手を伸ばし、だからこそ与えてくれと望む声に辟易としていた彼が、より多くを望まれながらも決して厭わない人間が一人だけいる。
(それは多分、望むようで望まないからだ)
それは、アイザックの友人である羊飼いも同じこと。
受け入れて微笑みかけ、時に貪欲に望み肩を並べる。
しかしその執着はいつも、その本人の為の欲求にしか根差しておらず、与えるのは特定の誰かでなくとも構わない。
彼等がいつ伸ばしていた手を引き戻してしまうのかが、一向に読めない。
その欲望や選択は、不可解で目が離せない、奇妙なもの。
「人間には、時折そういう生き物が現れるらしい」
魔物達には歌乞いというその最たる者がいるが、そうでなくともそのような相手に巡り合う者がいる。
いつもはただ耳にする噂話でしかなかったそれを、これだけ長く生きてから手にするとは思わなかった。
(アルテア様と同時期にそういうものを手にしたのは、幸いか……)
触れてはいけないそれぞれの領域としての同じ条件を持つのは、この先のゲームをする上でも分かりやすい。

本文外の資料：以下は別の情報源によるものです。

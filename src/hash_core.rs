//! Shared core of the hashed containers: an owning, insertion-ordered
//! element list plus a non-owning bucket index.
//!
//! Each stored slot is the `(key, value)` pair and the hash computed at
//! insertion; the bucket engine only ever sees node keys and stored hashes,
//! so `K: Hash` runs exactly once per element per hasher. The element list
//! is the authoritative owner: erasure unlinks the bucket handle first and
//! removes from the list last, so user code running in drops observes a
//! consistent structure.
//!
//! Load-factor policy: before any insertion that would push
//! `len / bucket_count` over `max_load_factor` (default 1.0), the bucket
//! array is rehashed to at least `len * 2` buckets. Batched insertion sizes
//! the array once up front, so a whole batch performs at most one rehash.

use crate::bucket::{BucketArray, DEFAULT_BUCKET_COUNT};
use crate::node_list::{ListCursor, NodeList};
use crate::reentry::ReentryFlag;
use core::borrow::Borrow;
use core::hash::{BuildHasher, Hash};
use slotmap::DefaultKey;
use std::collections::hash_map::RandomState;

pub(crate) const DEFAULT_MAX_LOAD_FACTOR: f64 = 1.0;
pub(crate) const GROWTH_FACTOR: usize = 2;

#[derive(Debug)]
pub(crate) struct Slot<K, V> {
    pub pair: (K, V),
    pub hash: u64,
}

pub(crate) struct HashCore<K, V, S = RandomState> {
    hasher: S,
    entries: NodeList<Slot<K, V>>,
    buckets: BucketArray,
    max_load_factor: f64,
    reentry: ReentryFlag,
}

impl<K, V> HashCore<K, V, RandomState>
where
    K: Eq + Hash,
{
    pub fn new() -> Self {
        Self::with_hasher(RandomState::default())
    }

    pub fn with_bucket_count(count: usize) -> Self {
        Self::with_bucket_count_and_hasher(count, RandomState::default())
    }
}

impl<K, V, S> HashCore<K, V, S>
where
    K: Eq + Hash,
    S: BuildHasher,
{
    pub fn with_hasher(hasher: S) -> Self {
        Self::with_bucket_count_and_hasher(DEFAULT_BUCKET_COUNT, hasher)
    }

    /// The bucket count is honored exactly, which keeps small, fully
    /// observable tables constructible.
    pub fn with_bucket_count_and_hasher(count: usize, hasher: S) -> Self {
        Self {
            hasher,
            entries: NodeList::new(),
            buckets: BucketArray::with_bucket_count(count),
            max_load_factor: DEFAULT_MAX_LOAD_FACTOR,
            reentry: ReentryFlag::new(),
        }
    }

    fn hash_of<Q>(&self, q: &Q) -> u64
    where
        Q: ?Sized + Hash,
    {
        self.hasher.hash_one(q)
    }

    pub fn len(&self) -> usize {
        self.entries.len()
    }

    pub fn is_empty(&self) -> bool {
        self.entries.is_empty()
    }

    // Unguarded probe; callers hold the reentry guard.
    fn find_node<Q>(&self, hash: u64, q: &Q) -> Option<DefaultKey>
    where
        K: Borrow<Q>,
        Q: ?Sized + Eq,
    {
        self.buckets.find(hash, |node| {
            self.entries
                .value_of(node)
                .map(|s| s.pair.0.borrow() == q)
                .unwrap_or(false)
        })
    }

    // The mutating helpers below take the list and bucket fields directly
    // rather than `&mut self`: callers hold the reentry guard, which borrows
    // `self.reentry` for the rest of the scope, so only disjoint field
    // borrows are available to them.

    fn ensure_capacity(
        entries: &NodeList<Slot<K, V>>,
        buckets: &mut BucketArray,
        max_load_factor: f64,
        additional: usize,
    ) {
        let needed = entries.len() + additional;
        if needed as f64 > max_load_factor * buckets.bucket_count() as f64 {
            buckets.rehash(needed.saturating_mul(GROWTH_FACTOR));
        }
    }

    // Unguarded insert; capacity and uniqueness already settled.
    fn link_new(
        entries: &mut NodeList<Slot<K, V>>,
        buckets: &mut BucketArray,
        key: K,
        value: V,
        hash: u64,
    ) -> ListCursor {
        let c = entries.push_back(Slot {
            pair: (key, value),
            hash,
        });
        let node = c.node.expect("push_back yields a live cursor");
        buckets.insert(hash, node);
        c
    }

    // Unguarded erase: bucket unlink first, authoritative list removal last.
    fn unlink(
        entries: &mut NodeList<Slot<K, V>>,
        buckets: &mut BucketArray,
        node: DefaultKey,
    ) -> Option<((K, V), ListCursor)> {
        let hash = entries.value_of(node)?.hash;
        buckets.remove(hash, node);
        let cursor = entries.cursor_for(Some(node));
        entries.erase(cursor).map(|(s, after)| (s.pair, after))
    }

    pub fn find_cursor<Q>(&self, q: &Q) -> Option<ListCursor>
    where
        K: Borrow<Q>,
        Q: ?Sized + Hash + Eq,
    {
        let _g = self.reentry.enter();
        let hash = self.hash_of(q);
        self.find_node(hash, q)
            .map(|node| self.entries.cursor_for(Some(node)))
    }

    /// Cursors to every element with key `q`, insertion order.
    pub fn find_all_cursors<Q>(&self, q: &Q) -> Vec<ListCursor>
    where
        K: Borrow<Q>,
        Q: ?Sized + Hash + Eq,
    {
        let _g = self.reentry.enter();
        let hash = self.hash_of(q);
        self.buckets
            .find_all(hash, |node| {
                self.entries
                    .value_of(node)
                    .map(|s| s.pair.0.borrow() == q)
                    .unwrap_or(false)
            })
            .into_iter()
            .map(|node| self.entries.cursor_for(Some(node)))
            .collect()
    }

    pub fn contains<Q>(&self, q: &Q) -> bool
    where
        K: Borrow<Q>,
        Q: ?Sized + Hash + Eq,
    {
        let _g = self.reentry.enter();
        let hash = self.hash_of(q);
        self.find_node(hash, q).is_some()
    }

    pub fn count_key<Q>(&self, q: &Q) -> usize
    where
        K: Borrow<Q>,
        Q: ?Sized + Hash + Eq,
    {
        let _g = self.reentry.enter();
        let hash = self.hash_of(q);
        self.buckets
            .find_all(hash, |node| {
                self.entries
                    .value_of(node)
                    .map(|s| s.pair.0.borrow() == q)
                    .unwrap_or(false)
            })
            .len()
    }

    pub fn value<Q>(&self, q: &Q) -> Option<&V>
    where
        K: Borrow<Q>,
        Q: ?Sized + Hash + Eq,
    {
        let _g = self.reentry.enter();
        let hash = self.hash_of(q);
        let node = self.find_node(hash, q)?;
        self.entries.value_of(node).map(|s| &s.pair.1)
    }

    pub fn value_mut<Q>(&mut self, q: &Q) -> Option<&mut V>
    where
        K: Borrow<Q>,
        Q: ?Sized + Hash + Eq,
    {
        let _g = self.reentry.enter();
        let hash = self.hash_of(q);
        let node = self.find_node(hash, q)?;
        self.entries.value_of_mut(node).map(|s| &mut s.pair.1)
    }

    /// Unique-keyed insert: a duplicate key is a no-op returning the
    /// existing position with `false`. First write wins.
    pub fn insert_unique(&mut self, key: K, value: V) -> (ListCursor, bool) {
        let _g = self.reentry.enter();
        let hash = self.hash_of(&key);
        if let Some(node) = self.find_node(hash, &key) {
            return (self.entries.cursor_for(Some(node)), false);
        }
        Self::ensure_capacity(&self.entries, &mut self.buckets, self.max_load_factor, 1);
        let c = Self::link_new(&mut self.entries, &mut self.buckets, key, value, hash);
        (c, true)
    }

    /// Multi insert: always creates a new element, appended after any
    /// existing elements with the same key.
    pub fn insert_multi(&mut self, key: K, value: V) -> ListCursor {
        let _g = self.reentry.enter();
        let hash = self.hash_of(&key);
        Self::ensure_capacity(&self.entries, &mut self.buckets, self.max_load_factor, 1);
        Self::link_new(&mut self.entries, &mut self.buckets, key, value, hash)
    }

    /// Find-or-insert, replacing the mapped value when the key exists.
    pub fn insert_or_assign(&mut self, key: K, value: V) -> (ListCursor, bool) {
        let _g = self.reentry.enter();
        let hash = self.hash_of(&key);
        if let Some(node) = self.find_node(hash, &key) {
            if let Some(slot) = self.entries.value_of_mut(node) {
                slot.pair.1 = value;
            }
            return (self.entries.cursor_for(Some(node)), false);
        }
        Self::ensure_capacity(&self.entries, &mut self.buckets, self.max_load_factor, 1);
        let c = Self::link_new(&mut self.entries, &mut self.buckets, key, value, hash);
        (c, true)
    }

    /// Remove every element with key `q`; returns how many were removed.
    pub fn erase_key<Q>(&mut self, q: &Q) -> usize
    where
        K: Borrow<Q>,
        Q: ?Sized + Hash + Eq,
    {
        let _g = self.reentry.enter();
        let hash = self.hash_of(q);
        let nodes = self.buckets.find_all(hash, |node| {
            self.entries
                .value_of(node)
                .map(|s| s.pair.0.borrow() == q)
                .unwrap_or(false)
        });
        for &node in &nodes {
            let _ = Self::unlink(&mut self.entries, &mut self.buckets, node);
        }
        nodes.len()
    }

    /// Remove the element at `c`, returning its pair and the cursor after it.
    pub fn erase_cursor(&mut self, c: ListCursor) -> Option<((K, V), ListCursor)> {
        let _g = self.reentry.enter();
        self.entries.check_owner(c);
        let node = c.node?;
        Self::unlink(&mut self.entries, &mut self.buckets, node)
    }

    /// Remove and return one element with key `q`.
    pub fn extract<Q>(&mut self, q: &Q) -> Option<(K, V)>
    where
        K: Borrow<Q>,
        Q: ?Sized + Hash + Eq,
    {
        let _g = self.reentry.enter();
        let hash = self.hash_of(q);
        let node = self.find_node(hash, q)?;
        Self::unlink(&mut self.entries, &mut self.buckets, node).map(|(pair, _)| pair)
    }

    /// Batched unique insert: one capacity decision for the whole batch, so
    /// at most one rehash regardless of batch size.
    pub fn extend_unique<I>(&mut self, items: I)
    where
        I: IntoIterator<Item = (K, V)>,
    {
        let _g = self.reentry.enter();
        let items: Vec<(K, V)> = items.into_iter().collect();
        Self::ensure_capacity(
            &self.entries,
            &mut self.buckets,
            self.max_load_factor,
            items.len(),
        );
        for (key, value) in items {
            let hash = self.hash_of(&key);
            if self.find_node(hash, &key).is_none() {
                Self::link_new(&mut self.entries, &mut self.buckets, key, value, hash);
            }
        }
    }

    /// Batched multi insert; same single-rehash guarantee.
    pub fn extend_multi<I>(&mut self, items: I)
    where
        I: IntoIterator<Item = (K, V)>,
    {
        let _g = self.reentry.enter();
        let items: Vec<(K, V)> = items.into_iter().collect();
        Self::ensure_capacity(
            &self.entries,
            &mut self.buckets,
            self.max_load_factor,
            items.len(),
        );
        for (key, value) in items {
            let hash = self.hash_of(&key);
            Self::link_new(&mut self.entries, &mut self.buckets, key, value, hash);
        }
    }

    /// Move every element of `other` into `self`, leaving `other` empty.
    /// With `unique`, elements whose key is already present are dropped.
    /// Hashes are recomputed under `self`'s hasher.
    pub fn merge(&mut self, other: &mut Self, unique: bool) {
        let _g = self.reentry.enter();
        let _g2 = other.reentry.enter();
        other.buckets.clear();
        while let Some(slot) = other.entries.pop_front() {
            let (key, value) = slot.pair;
            let hash = self.hash_of(&key);
            if unique && self.find_node(hash, &key).is_some() {
                continue;
            }
            Self::ensure_capacity(&self.entries, &mut self.buckets, self.max_load_factor, 1);
            Self::link_new(&mut self.entries, &mut self.buckets, key, value, hash);
        }
    }

    /// Grow the bucket array to at least `count` buckets (and at least
    /// enough for the current load factor). Content and element identity are
    /// untouched; only bucket grouping changes.
    pub fn rehash(&mut self, count: usize) {
        let floor = (self.entries.len() as f64 / self.max_load_factor).ceil() as usize;
        self.buckets.rehash(count.max(floor));
    }

    /// Make room for at least `additional_elements` without a further rehash.
    pub fn reserve(&mut self, additional_elements: usize) {
        let total = self.entries.len() + additional_elements;
        let needed = (total as f64 / self.max_load_factor).ceil() as usize;
        self.buckets.rehash(needed);
    }

    pub fn bucket_count(&self) -> usize {
        self.buckets.bucket_count()
    }

    pub fn bucket_size(&self, index: usize) -> usize {
        self.buckets.bucket_size(index)
    }

    /// Bucket an element with key `q` would occupy.
    pub fn bucket_of<Q>(&self, q: &Q) -> usize
    where
        Q: ?Sized + Hash,
    {
        self.buckets.bucket_index(self.hash_of(q))
    }

    /// Pairs in one bucket, oldest first.
    pub fn bucket_pairs(&self, index: usize) -> impl Iterator<Item = &(K, V)> {
        self.buckets
            .bucket_nodes(index)
            .filter_map(|node| self.entries.value_of(node).map(|s| &s.pair))
    }

    pub fn load_factor(&self) -> f64 {
        self.entries.len() as f64 / self.buckets.bucket_count() as f64
    }

    pub fn max_load_factor(&self) -> f64 {
        self.max_load_factor
    }

    /// Takes effect at the next insertion; no immediate rehash.
    pub fn set_max_load_factor(&mut self, limit: f64) {
        assert!(limit > 0.0, "max load factor must be positive");
        self.max_load_factor = limit;
    }

    pub fn clear(&mut self) {
        self.entries.clear();
        self.buckets.clear();
    }

    pub fn iter_pairs(&self) -> impl Iterator<Item = &(K, V)> {
        self.entries.iter().map(|s| &s.pair)
    }

    // Sequence plumbing for the public wrappers.

    pub fn seq_begin(&self) -> ListCursor {
        crate::cursor::Sequence::begin(&self.entries)
    }

    pub fn seq_end(&self) -> ListCursor {
        crate::cursor::Sequence::end(&self.entries)
    }

    pub fn seq_next(&self, c: ListCursor) -> ListCursor {
        crate::cursor::Sequence::next(&self.entries, c)
    }

    pub fn seq_prev(&self, c: ListCursor) -> ListCursor {
        crate::cursor::Sequence::prev(&self.entries, c)
    }

    pub fn pair_at(&self, c: ListCursor) -> Option<&(K, V)> {
        crate::cursor::Sequence::get(&self.entries, c).map(|s| &s.pair)
    }

    pub fn value_at_mut(&mut self, c: ListCursor) -> Option<&mut V> {
        crate::cursor::SequenceMut::get_mut(&mut self.entries, c).map(|s| &mut s.pair.1)
    }
}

(………しかし、今の反応からすると、海沿いの巡礼地のあの一画は、既に隣の商国に切り分けてしまったようだ。であれば、そちらの交易路は使わず海路を押さえた方が有用である可能性も………)
アルテアがあの礼拝堂をそうしたように、アイザックもまた同じ盤上の駒の一つに目をかけたことがある。
それは礼拝堂のある貧しいが公益術に長けた小さな国と隣り合う、山間の国の王女だったが、その人間への興味はさして保ちはしなかった。
そして同じように、アイザックもまた、その守護を引き剥がして王女の腹違いの兄に彼女を売り渡してしまったのだ。
魔術の道を出ると、アイザックは細身の煙草に火をつけ、ふうっと白い煙を吐き出した。
ウィームの街はすっかり祝祭の色に染まっていて、飾り木の装飾が星屑のように煌めく。
美しく壮麗な街並みの向こうに、リーエンベルクの屋根が少しだけ見えた。
(イブメリアが終わるまでは、暫くウィームから離れられないな………)
アルテアと競っているいくつかの盤上を思い駒の手を進めるか否か思案すると、最後にあの清廉な草原の風景を思った。
また年明けに、酒でも持って友人に会いに行こう。
彼が歓迎するかしないかは、時の運次第だ。